The new rule also emphasizes that employees who report workplace related injuries and illnesses may not be discriminated against or retaliated against because they have reported such injuries or illnesses. It provides OSHA with the authority to cite an employer for retaliation even in the absence of any employee complaint. The commentary to the rule says:
  • Employers must have a reasonable procedure for employees to report work-related injuries and illnesses.
  • Employers’ reporting procedures cannot deter or discourage reasonable employees from accurately reporting a workplace injury or illness.
  • Blanket or automatic post-accident testing policies are prohibited and will be viewed as taking an adverse action against, retaliating against, or discouraging employees from reporting accidents.
  • Employers need not specifically suspect drug use before testing, but there should be a reasonable possibility that drug use by a reporting employee was a contributing factor to the reported injury or illness in order for an employer to require testing, and, even then, the testing should be limited to only the employee who caused the accident rather than everyone involved.
Although the new rule does not prohibit all post-accident/post-injury drug testing policies, OSHA’s position is that the circumstances of some accidents make it unlikely that drug use was a contributing factor, and therefore testing employees in these situations would be viewed as retaliation. OSHA provides these examples of circumstances where required drug testing would be suspect:
  • After an employee reports a bee sting;
  • When an employee has a repetitive strain injury;
  • After an injury caused by a lack of machine guarding; or
  • When a machine or tool malfunctions.
The rule acknowledges many employers implement post-accident/post-injury drug testing policies because they are located in states that offer workers’ compensation premium reductions for enacting Drug Free Workplace Policies. Compliance with these workers’ compensation programs or other state or federal laws or regulations requiring post-accident/post-injury or reasonable suspicion testing are still permitted.

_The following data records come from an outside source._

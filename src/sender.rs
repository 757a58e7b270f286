//! 송신측: 레인 센더 + 스트라이핑 디스패처
//!
//! - 포트당 영속 연결 하나 (레인), 레인별 바운디드 큐
//! - `port = ports[index % lanes]` 결정적 스트라이핑
//! - drain 임계값 기반 배치 플러시
//! - 한 레인의 실패는 해당 레인의 결과로만 보고, 다른 레인은 계속

use std::path::Path;
use std::sync::atomic::{AtomicBool, Ordering};
use std::sync::Arc;
use std::time::{Duration, Instant};

use bytes::Bytes;
use tokio::io::{AsyncWriteExt, BufWriter};
use tokio::net::TcpStream;
use tokio::sync::mpsc;
use tokio::task::JoinHandle;
use tracing::{debug, info, warn};

use crate::net::{tune_socket, write_frame, write_terminator};
use crate::shard::{new_session_id, shard_bytes, SessionId, Shard, ShardStream};
use crate::stats::LaneStats;
use crate::{Config, Error, Result, HEADER_SIZE, LEN_PREFIX_SIZE};

/// 레인 큐 명령
enum LaneCmd {
    /// 전송할 패킷 (헤더 ++ 페이로드)
    Packet(Bytes),

    /// 종료 센티널: 종료 프레임을 쓰고 연결을 닫는다
    Shutdown,
}

/// 레인 수행 결과 (실패 시 error 필드에 기록)
pub type LaneOutcome = LaneStats;

/// 샤드 인덱스의 레인 배정
///
/// 정적 라운드로빈. 레인 간 조율 없이 샤드 수 기준 균등 분배를 보장한다.
fn lane_index(shard_index: u32, lane_count: usize) -> usize {
    shard_index as usize % lane_count
}

/// 레인 태스크 본체
///
/// 연결 수립과 쓰기 실패는 이 레인의 결과로만 남긴다. 실패한 뒤에도
/// 큐를 계속 비워서 디스패처가 백프레셔에 걸려 멈추지 않게 한다.
async fn run_lane(
    host: String,
    port: u16,
    mut queue: mpsc::Receiver<LaneCmd>,
    sndbuf: usize,
    rcvbuf: usize,
    drain_batch_bytes: usize,
) -> LaneOutcome {
    let mut stats = LaneStats::new(port);

    let stream = match TcpStream::connect((host.as_str(), port)).await {
        Ok(stream) => stream,
        Err(e) => {
            warn!("레인 연결 실패: {}:{}: {}", host, port, e);
            stats.error = Some(e.to_string());
            while queue.recv().await.is_some() {}
            return stats;
        }
    };

    if !tune_socket(&stream, sndbuf, rcvbuf) {
        debug!("소켓 튜닝 일부 실패: port={}", port);
    }

    let mut writer = BufWriter::with_capacity(drain_batch_bytes.max(64 * 1024), stream);
    let mut pending = 0usize;

    let io_result: std::io::Result<()> = async {
        while let Some(cmd) = queue.recv().await {
            match cmd {
                LaneCmd::Packet(packet) => {
                    write_frame(&mut writer, &packet).await?;
                    stats.record_frame(packet.len() - HEADER_SIZE);

                    pending += LEN_PREFIX_SIZE + packet.len();
                    if pending >= drain_batch_bytes {
                        writer.flush().await?;
                        pending = 0;
                    }
                }
                LaneCmd::Shutdown => {
                    write_terminator(&mut writer).await?;
                    // BufWriter::shutdown은 내부 버퍼 플러시 후 쓰기 방향을 닫는다
                    writer.shutdown().await?;
                    break;
                }
            }
        }
        Ok(())
    }
    .await;

    if let Err(e) = io_result {
        warn!("레인 쓰기 실패: port={}: {}", port, e);
        stats.error = Some(e.to_string());
        while queue.recv().await.is_some() {}
    } else {
        debug!(
            "레인 완료: port={}, frames={}, bytes={}",
            port, stats.frames, stats.bytes
        );
    }

    stats
}

/// 송신 결과 리포트
#[derive(Debug)]
pub struct SendReport {
    /// 이 전송 런의 세션 ID
    pub session_id: SessionId,

    /// 헤더에 실린 총 샤드 수
    pub total_shards: u32,

    /// 실제로 큐에 공급된 샤드 수 (중단 시 total_shards보다 작을 수 있음)
    pub shards_dispatched: u64,

    /// 성공 전송된 페이로드 바이트 (실패 레인 제외)
    pub total_bytes: u64,

    /// 전송 경과 시간
    pub elapsed: Duration,

    /// 레인별 결과
    pub lanes: Vec<LaneOutcome>,
}

impl SendReport {
    /// 처리율 (bytes/sec)
    pub fn throughput(&self) -> f64 {
        let secs = self.elapsed.as_secs_f64();
        if secs == 0.0 {
            return 0.0;
        }
        self.total_bytes as f64 / secs
    }

    /// 처리율 (Gbps)
    pub fn throughput_gbps(&self) -> f64 {
        self.throughput() * 8.0 / 1e9
    }

    /// 실패한 레인 목록
    pub fn failed_lanes(&self) -> Vec<&LaneOutcome> {
        self.lanes.iter().filter(|l| l.failed()).collect()
    }

    /// 결과 요약 문자열
    pub fn summary(&self) -> String {
        format!(
            "Sent {} shards ({:.2} GB) in {:.2}s → {:.2} Gbps | Lanes: {} ok / {} failed",
            self.shards_dispatched,
            self.total_bytes as f64 / 1e9,
            self.elapsed.as_secs_f64(),
            self.throughput_gbps(),
            self.lanes.len() - self.failed_lanes().len(),
            self.failed_lanes().len(),
        )
    }
}

/// 스트라이핑 디스패처
///
/// 생성 시 포트당 레인 태스크를 하나씩 띄우고, 샤드를 생산하며
/// `index % lanes` 규칙으로 각 레인의 바운디드 큐에 공급한다.
/// 큐가 가득 차면 공급이 대기한다 (백프레셔) — 메모리 사용량은
/// O(큐 용량 × 샤드 크기 × 레인 수)로 상한된다.
pub struct StripeSender {
    config: Config,
    queues: Vec<mpsc::Sender<LaneCmd>>,
    lanes: Vec<(u16, JoinHandle<LaneOutcome>)>,
    aborted: Arc<AtomicBool>,
}

impl StripeSender {
    /// 레인 수립 및 디스패처 생성
    pub fn new(config: Config) -> Result<Self> {
        if config.ports.is_empty() {
            return Err(Error::EmptyPortList);
        }

        let aborted = Arc::new(AtomicBool::new(false));
        let mut queues = Vec::with_capacity(config.ports.len());
        let mut lanes = Vec::with_capacity(config.ports.len());

        for &port in &config.ports {
            let (tx, rx) = mpsc::channel::<LaneCmd>(config.lane_queue_depth);
            let handle = tokio::spawn(run_lane(
                config.host.clone(),
                port,
                rx,
                config.send_buffer_size,
                config.recv_buffer_size,
                config.drain_batch_bytes,
            ));
            queues.push(tx);
            lanes.push((port, handle));
        }

        info!(
            "StripeSender: {} lanes → {} (queue depth {})",
            config.ports.len(),
            config.host,
            config.lane_queue_depth
        );

        Ok(Self {
            config,
            queues,
            lanes,
            aborted,
        })
    }

    /// 외부 인터럽트용 중단 플래그
    ///
    /// true로 바뀌면 샤드 공급을 멈추고 정상 종료 절차로 넘어간다.
    pub fn abort_flag(&self) -> Arc<AtomicBool> {
        self.aborted.clone()
    }

    /// 파일을 스트리밍 샤딩하며 전송
    pub async fn send_file(self, path: impl AsRef<Path>) -> Result<SendReport> {
        let mut stream = ShardStream::open(path, self.config.shard_size).await?;
        let session_id = new_session_id();
        let total_shards = stream.total_shards();

        info!(
            "송신 시작: session={:016x}, {} shards ({} bytes)",
            session_id,
            total_shards,
            stream.file_size()
        );

        let started = Instant::now();
        let mut dispatched = 0u64;

        while let Some(shard) = stream.next_shard().await? {
            if self.aborted.load(Ordering::SeqCst) {
                warn!("송신 중단: {}개 샤드 공급 후 인터럽트", dispatched);
                break;
            }
            self.dispatch(shard, session_id, total_shards).await;
            dispatched += 1;

            if dispatched % 256 == 0 {
                debug!("진행: {}/{} shards", dispatched, total_shards);
            }
        }

        self.finish(session_id, total_shards, dispatched, started).await
    }

    /// 메모리 버퍼를 일괄 샤딩하여 전송
    pub async fn send_bytes(self, data: &[u8]) -> Result<SendReport> {
        let shards = shard_bytes(data, self.config.shard_size)?;
        let session_id = new_session_id();
        let total_shards = shards.len() as u32;

        info!(
            "송신 시작: session={:016x}, {} shards ({} bytes)",
            session_id,
            total_shards,
            data.len()
        );

        let started = Instant::now();
        let mut dispatched = 0u64;

        for shard in shards {
            if self.aborted.load(Ordering::SeqCst) {
                warn!("송신 중단: {}개 샤드 공급 후 인터럽트", dispatched);
                break;
            }
            self.dispatch(shard, session_id, total_shards).await;
            dispatched += 1;
        }

        self.finish(session_id, total_shards, dispatched, started).await
    }

    /// 샤드 하나를 담당 레인 큐에 공급 (큐가 가득 차면 대기)
    async fn dispatch(&self, shard: Shard, session_id: SessionId, total_shards: u32) {
        let lane = lane_index(shard.index, self.queues.len());
        let packet = shard.packet(session_id, total_shards);

        if self.queues[lane].send(LaneCmd::Packet(packet)).await.is_err() {
            // 레인 태스크 소멸 — 해당 레인 몫의 샤드는 유실되고 결과에 반영된다
            warn!("레인 큐 닫힘: port={}", self.config.ports[lane]);
        }
    }

    /// 종료 센티널 송출 후 전 레인 join, 결과 집계
    async fn finish(
        mut self,
        session_id: SessionId,
        total_shards: u32,
        shards_dispatched: u64,
        started: Instant,
    ) -> Result<SendReport> {
        for queue in &self.queues {
            let _ = queue.send(LaneCmd::Shutdown).await;
        }
        // 센더를 내려놓아 실패 레인의 drain 루프도 끝나게 한다
        self.queues.clear();

        let join_timeout = Duration::from_millis(self.config.shutdown_timeout_ms);
        let mut lanes = Vec::with_capacity(self.lanes.len());

        for (port, mut handle) in self.lanes.drain(..) {
            match tokio::time::timeout(join_timeout, &mut handle).await {
                Ok(Ok(outcome)) => lanes.push(outcome),
                Ok(Err(join_err)) => {
                    let mut stats = LaneStats::new(port);
                    stats.error = Some(format!("lane task panicked: {}", join_err));
                    lanes.push(stats);
                }
                Err(_) => {
                    // 타임아웃: 강제 종료
                    handle.abort();
                    warn!("레인 join 타임아웃: port={}, abort", port);
                    let mut stats = LaneStats::new(port);
                    stats.error = Some(format!("join timeout after {:?}", join_timeout));
                    lanes.push(stats);
                }
            }
        }

        let failed = lanes.iter().filter(|l| l.failed()).count();
        if failed == lanes.len() {
            return Err(Error::AllLanesFailed {
                failed,
                total: lanes.len(),
            });
        }

        let report = SendReport {
            session_id,
            total_shards,
            shards_dispatched,
            // 실패 레인의 바이트는 버퍼에만 쓰였을 수 있으므로 집계에서 제외
            total_bytes: lanes.iter().filter(|l| !l.failed()).map(|l| l.bytes).sum(),
            elapsed: started.elapsed(),
            lanes,
        };

        info!("{}", report.summary());
        Ok(report)
    }
}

Employers must also specifically inform employees: (i) they have the right to report work-related injuries and illnesses; and (ii) the employer is prohibited from retaliating against employees for reporting work-related injuries or illnesses. Employers also must establish a reporting procedure that does not deter or discourage an employee from reporting work-related injuries and illnesses. These posting and reporting requirements are effective as of November 1, 2016.

In light of OSHA’s new rule, employers in the health care industry should review drug testing policies as well as accident/injury reporting policies to ensure they do not violate OSHA's new rules.